While it’s certainly possible that they will duck behind Door #1, I believe Zuck truly wants to do better for the billions of people that he serves. So, where can he look towards for advice?
The insurance industry.
Yes, you read that right. As one of the most hated industries, people commonly believe that insurance companies use their power to take advantage of their customers and that the headache isn’t always worth the service the provide. But lucky for the big corporations, insurance is a must have. People need to suck it up and deal with it. The same could be said for Facebook. Their network effect has become so strong with over 2 billion active users that many can’t connect with others as seamlessly without the platform.
In early 2016, Daniel Schreiber and Shai Wininger questioned how to fix the insurance industry. Together, they worked with famed behavioral economist Dan Ariely to go behind Door #2 and innovate the deeply broken insurance model. While insurance and social networks aren’t the same, I believe Facebook can take a similar approach in breaking down the puzzle, reorganizing the pieces, and painting an awesome new picture. Daniel and Shai’s picture is called Lemonade and it’s extraordinary.
Lemonade took everything that people typically hate about insurance companies — lack of compassion, misaligned incentives, long claims processes — and made an insurance product for people to love. And Facebook can do the same thing. Facebook can break apart the problems and delight their users once again. Yes, they have to make money. Understandable. But they can help their users feel good about themselves while they do it.
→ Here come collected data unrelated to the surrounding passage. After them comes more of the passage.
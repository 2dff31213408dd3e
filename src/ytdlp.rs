use async_trait::async_trait;
use lazy_static::lazy_static;
use regex::Regex;
use std::path::{Path, PathBuf};
use std::process::Stdio;
use tokio::io::{AsyncBufReadExt, AsyncRead, BufReader};
use tokio::process::Command;
use tokio_util::sync::CancellationToken;

use crate::downloader::diagnostics::summarize_stderr;
use crate::downloader::utils::{find_output_file, run_output_with_timeout};
use crate::downloader::{AttemptOptions, DownloadError, Extractor, ProgressEmitter, ProgressEvent};

/// Machine-readable progress line requested from yt-dlp
const PROGRESS_TEMPLATE: &str = "download:[progress] %(progress.status)s %(progress.downloaded_bytes)s %(progress.total_bytes)s %(progress.total_bytes_estimate)s";

/// Final path, printed once post-processing has moved the file into place
const FILEPATH_TEMPLATE: &str = "after_move:[filepath] %(filepath)s";

/// Lines of stderr kept for the failure description
const STDERR_TAIL: usize = 40;

lazy_static! {
    static ref PROGRESS_RE: Regex =
        Regex::new(r"^\[progress\]\s+(\S+)\s+(\S+)\s+(\S+)\s+(\S+)").unwrap();
    static ref FILEPATH_RE: Regex = Regex::new(r"^\[filepath\]\s+(.+)$").unwrap();
    static ref POSTPROCESS_RE: Regex = Regex::new(
        r"^\[(Merger|ExtractAudio|VideoConvertor|VideoRemuxer|Fixup\w*)\]"
    )
    .unwrap();
}

/// What a single line of yt-dlp output means to us
#[derive(Debug, Clone, PartialEq, Eq)]
enum OutputLine {
    Progress(ProgressEvent),
    PostProcessing,
    FinalPath(PathBuf),
}

/// yt-dlp prints `NA` for missing fields and floats for estimates
fn parse_bytes(field: &str) -> Option<u64> {
    if field == "NA" || field == "None" {
        return None;
    }
    field
        .parse::<u64>()
        .ok()
        .or_else(|| field.parse::<f64>().ok().filter(|v| *v >= 0.0).map(|v| v as u64))
}

fn parse_output_line(line: &str) -> Option<OutputLine> {
    let line = line.trim();

    if let Some(caps) = PROGRESS_RE.captures(line) {
        return match &caps[1] {
            "downloading" => {
                let downloaded_bytes = parse_bytes(&caps[2])?;
                let total_bytes = parse_bytes(&caps[3]).or_else(|| parse_bytes(&caps[4]));
                Some(OutputLine::Progress(ProgressEvent::Downloading {
                    downloaded_bytes,
                    total_bytes,
                }))
            }
            "finished" => Some(OutputLine::Progress(ProgressEvent::Finished)),
            _ => None,
        };
    }

    if let Some(caps) = FILEPATH_RE.captures(line) {
        let path = caps[1].trim();
        if !path.is_empty() && path != "NA" {
            return Some(OutputLine::FinalPath(PathBuf::from(path)));
        }
        return None;
    }

    if POSTPROCESS_RE.is_match(line) {
        return Some(OutputLine::PostProcessing);
    }

    None
}

/// Find yt-dlp executable in common paths
pub fn find_ytdlp() -> String {
    let common_paths = [
        "/opt/homebrew/bin/yt-dlp", // Homebrew on Apple Silicon
        "/usr/local/bin/yt-dlp",    // Homebrew on Intel Mac
        "/usr/bin/yt-dlp",          // System installation
    ];

    for path in common_paths {
        if Path::new(path).exists() {
            return path.to_string();
        }
    }

    match which::which("yt-dlp") {
        Ok(path) => path.to_string_lossy().to_string(),
        // Last resort: hope it's in PATH at spawn time
        Err(_) => "yt-dlp".to_string(),
    }
}

/// Translate attempt options into yt-dlp flags
pub fn build_args(url: &str, options: &AttemptOptions) -> Vec<String> {
    let mut args = vec![
        "-f".to_string(),
        options.format.clone(),
        "-o".to_string(),
        options.output_template.clone(),
        "--newline".to_string(),
        "--no-update".to_string(),
        "--no-simulate".to_string(),
        "--progress".to_string(),
        "--progress-template".to_string(),
        PROGRESS_TEMPLATE.to_string(),
        "--print".to_string(),
        FILEPATH_TEMPLATE.to_string(),
        "--socket-timeout".to_string(),
        options.socket_timeout_secs.to_string(),
        "--fragment-retries".to_string(),
        options.fragment_retries.to_string(),
    ];

    if options.no_playlist {
        args.push("--no-playlist".to_string());
    }
    if options.skip_unavailable_fragments {
        args.push("--skip-unavailable-fragments".to_string());
    }

    if let Some(client) = &options.player_client {
        args.push("--extractor-args".to_string());
        args.push(format!("youtube:player_client={}", client));
    }

    for (name, value) in &options.http_headers {
        if name.eq_ignore_ascii_case("user-agent") {
            args.push("--user-agent".to_string());
            args.push(value.clone());
        } else {
            args.push("--add-header".to_string());
            args.push(format!("{}:{}", name, value));
        }
    }

    if let Some(path) = &options.cookie_file {
        args.push("--cookies".to_string());
        args.push(path.to_string_lossy().to_string());
    }

    if let Some(container) = &options.merge_output_format {
        args.push("--merge-output-format".to_string());
        args.push(container.clone());
    }

    // end of options: a URL starting with '-' must not be read as a flag
    args.push("--".to_string());
    args.push(url.to_string());
    args
}

/// Directory and file stem from an output template like `dir/<id>.%(ext)s`
fn template_parts(template: &str) -> (PathBuf, String) {
    let path = Path::new(template);
    let dir = path
        .parent()
        .filter(|p| !p.as_os_str().is_empty())
        .map(Path::to_path_buf)
        .unwrap_or_else(|| PathBuf::from("."));
    let name = path
        .file_name()
        .map(|n| n.to_string_lossy().to_string())
        .unwrap_or_default();
    let stem = name.trim_end_matches(".%(ext)s").to_string();
    (dir, stem)
}

#[derive(Default)]
struct StreamSummary {
    final_path: Option<PathBuf>,
    tail: Vec<String>,
}

/// Read one output stream line by line, forwarding progress as it arrives
async fn pump<R>(reader: R, emitter: ProgressEmitter) -> StreamSummary
where
    R: AsyncRead + Unpin,
{
    let mut summary = StreamSummary::default();
    let mut lines = BufReader::new(reader).lines();

    loop {
        let line = match lines.next_line().await {
            Ok(Some(line)) => line,
            Ok(None) => break,
            Err(e) => {
                tracing::debug!(task_id = emitter.task_id(), "stopped reading yt-dlp output: {}", e);
                break;
            }
        };

        match parse_output_line(&line) {
            Some(OutputLine::Progress(event)) => emitter.emit(event),
            Some(OutputLine::PostProcessing) => {
                tracing::debug!(task_id = emitter.task_id(), "[yt-dlp] {}", line);
                emitter.emit(ProgressEvent::Finished);
            }
            Some(OutputLine::FinalPath(path)) => summary.final_path = Some(path),
            None => {
                if !line.trim().is_empty() {
                    tracing::trace!(task_id = emitter.task_id(), "[yt-dlp] {}", line);
                    if summary.tail.len() == STDERR_TAIL {
                        summary.tail.remove(0);
                    }
                    summary.tail.push(line);
                }
            }
        }
    }

    summary
}

/// Extractor backed by the yt-dlp executable
pub struct YtDlp {
    binary: String,
}

impl YtDlp {
    pub fn new(binary: Option<String>) -> Self {
        Self {
            binary: binary.unwrap_or_else(find_ytdlp),
        }
    }

    pub fn binary(&self) -> &str {
        &self.binary
    }

    /// `yt-dlp --version`, or None if it cannot be run
    pub async fn version(&self) -> Option<String> {
        let output = run_output_with_timeout(&self.binary, vec!["--version".to_string()], 15)
            .await
            .ok()?;
        if !output.status.success() {
            return None;
        }
        let version = String::from_utf8_lossy(&output.stdout).trim().to_string();
        (!version.is_empty()).then_some(version)
    }
}

impl Default for YtDlp {
    fn default() -> Self {
        Self::new(None)
    }
}

#[async_trait]
impl Extractor for YtDlp {
    fn name(&self) -> &'static str {
        "yt-dlp"
    }

    async fn fetch(
        &self,
        url: &str,
        options: &AttemptOptions,
        progress: &ProgressEmitter,
        cancel: &CancellationToken,
    ) -> Result<PathBuf, DownloadError> {
        let args = build_args(url, options);
        tracing::debug!(
            task_id = progress.task_id(),
            "running {} {}",
            self.binary,
            args.join(" ")
        );

        let mut child = Command::new(&self.binary)
            .args(&args)
            .stdin(Stdio::null())
            .stdout(Stdio::piped())
            .stderr(Stdio::piped())
            .kill_on_drop(true)
            .spawn()
            .map_err(|e| DownloadError::ToolNotFound(format!("failed to start {}: {}", self.binary, e)))?;

        let stdout = child
            .stdout
            .take()
            .ok_or_else(|| DownloadError::ExternalLibrary("failed to capture stdout".to_string()))?;
        let stderr = child
            .stderr
            .take()
            .ok_or_else(|| DownloadError::ExternalLibrary("failed to capture stderr".to_string()))?;

        // Progress can land on either stream depending on quiet mode
        let stdout_task = tokio::spawn(pump(stdout, progress.clone()));
        let stderr_task = tokio::spawn(pump(stderr, progress.clone()));

        let waited = tokio::select! {
            status = child.wait() => Some(status),
            _ = cancel.cancelled() => None,
        };
        let status = match waited {
            Some(status) => status?,
            None => {
                let _ = child.kill().await;
                stdout_task.abort();
                stderr_task.abort();
                return Err(DownloadError::Cancelled);
            }
        };

        let out = stdout_task.await.unwrap_or_default();
        let err = stderr_task.await.unwrap_or_default();

        if !status.success() {
            let stderr_text = err.tail.join("\n");
            let message = summarize_stderr(&stderr_text)
                .unwrap_or_else(|| format!("yt-dlp exited with {}", status));
            return Err(DownloadError::ExternalLibrary(message));
        }

        let (dir, stem) = template_parts(&options.output_template);
        let path = out
            .final_path
            .or(err.final_path)
            .or_else(|| find_output_file(&dir, &stem))
            .ok_or_else(|| {
                DownloadError::ExternalLibrary("yt-dlp finished without producing a file".to_string())
            })?;

        Ok(path)
    }
}

#[cfg(test)]
mod tests {
    use super::*;
    use crate::downloader::DownloadSettings;

    #[test]
    fn parses_downloading_line() {
        let line = "[progress] downloading 1048576 4194304 NA";
        assert_eq!(
            parse_output_line(line),
            Some(OutputLine::Progress(ProgressEvent::Downloading {
                downloaded_bytes: 1_048_576,
                total_bytes: Some(4_194_304),
            }))
        );
    }

    #[test]
    fn falls_back_to_estimate() {
        let line = "[progress] downloading 2048 NA 8192.5";
        assert_eq!(
            parse_output_line(line),
            Some(OutputLine::Progress(ProgressEvent::Downloading {
                downloaded_bytes: 2048,
                total_bytes: Some(8192),
            }))
        );

        let unknown = "[progress] downloading 2048 NA NA";
        assert_eq!(
            parse_output_line(unknown),
            Some(OutputLine::Progress(ProgressEvent::Downloading {
                downloaded_bytes: 2048,
                total_bytes: None,
            }))
        );
    }

    #[test]
    fn parses_finished_and_post_processing() {
        assert_eq!(
            parse_output_line("[progress] finished 4194304 4194304 NA"),
            Some(OutputLine::Progress(ProgressEvent::Finished))
        );
        assert_eq!(
            parse_output_line("[Merger] Merging formats into \"downloads/ab12cd34.mp4\""),
            Some(OutputLine::PostProcessing)
        );
        assert_eq!(
            parse_output_line("[FixupM4a] Correcting container of \"downloads/x.m4a\""),
            Some(OutputLine::PostProcessing)
        );
    }

    #[test]
    fn parses_final_path() {
        assert_eq!(
            parse_output_line("[filepath] /srv/downloads/ab12cd34.mp4"),
            Some(OutputLine::FinalPath(PathBuf::from("/srv/downloads/ab12cd34.mp4")))
        );
        assert_eq!(parse_output_line("[filepath] NA"), None);
    }

    #[test]
    fn ignores_regular_output() {
        assert_eq!(parse_output_line("[youtube] abc: Downloading webpage"), None);
        assert_eq!(parse_output_line("[download]  12.5% of 3.00MiB"), None);
        assert_eq!(parse_output_line(""), None);
    }

    #[test]
    fn args_follow_options() {
        let settings = DownloadSettings {
            cookie_file: Some(PathBuf::from("/tmp/cookies.txt")),
            ..DownloadSettings::default()
        };
        let mut options = settings.attempt_options("ab12cd34", "best");
        options.merge_output_format = Some("mp4".to_string());

        let args = build_args("https://example.com/v", &options);
        let pair = |flag: &str| {
            args.iter()
                .position(|a| a == flag)
                .map(|i| args[i + 1].as_str())
        };

        assert_eq!(pair("-f"), Some("best"));
        assert_eq!(pair("--socket-timeout"), Some("120"));
        assert_eq!(pair("--fragment-retries"), Some("30"));
        assert_eq!(pair("--cookies"), Some("/tmp/cookies.txt"));
        assert_eq!(pair("--merge-output-format"), Some("mp4"));
        assert_eq!(pair("--extractor-args"), Some("youtube:player_client=web"));
        assert!(args.contains(&"--no-playlist".to_string()));
        assert!(args.contains(&"--skip-unavailable-fragments".to_string()));
        assert_eq!(args.last().map(String::as_str), Some("https://example.com/v"));
    }

    #[test]
    fn args_omit_optional_flags() {
        let options = DownloadSettings::default().attempt_options("ab12cd34", "bestaudio");
        let args = build_args("https://example.com/a", &options);
        assert!(!args.contains(&"--cookies".to_string()));
        assert!(!args.contains(&"--merge-output-format".to_string()));
    }

    #[test]
    fn template_parts_split_dir_and_stem() {
        assert_eq!(
            template_parts("downloads/ab12cd34.%(ext)s"),
            (PathBuf::from("downloads"), "ab12cd34".to_string())
        );
        assert_eq!(
            template_parts("ab12cd34.%(ext)s"),
            (PathBuf::from("."), "ab12cd34".to_string())
        );
    }

    #[tokio::test]
    async fn missing_binary_is_reported() {
        let ytdlp = YtDlp::new(Some("definitely-not-a-real-binary-xyz".to_string()));
        assert_eq!(ytdlp.version().await, None);

        let registry = crate::downloader::TaskRegistry::new();
        let id = registry.create();
        let emitter = ProgressEmitter::new(registry, id.clone());
        let options = DownloadSettings::default().attempt_options(&id, "best");
        let err = ytdlp
            .fetch("https://example.com", &options, &emitter, &CancellationToken::new())
            .await
            .unwrap_err();
        assert!(matches!(err, DownloadError::ToolNotFound(_)));
    }
}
Here are a few lessons that Facebook can learn from Lemonade:
It won’t be easy to do, but these are a few ideas that Zuck can kick off the brainstorm session with.
Have another idea of how Facebook can fix their business model? I want to hear about it! Tweet me @jordanodinsky.
Disclaimer: I am an investor in both Facebook and Lemonade. These opinions are my own and do not constitute advice or solicitation of any kind.
Hi! I’m Jordan, and I work in VC in Israel. There’s a lot happening in the VC/startup scene and I figured I’d post my observations here. All opinions above are my own. Feel free to follow on Twitter: @jordanodinsky.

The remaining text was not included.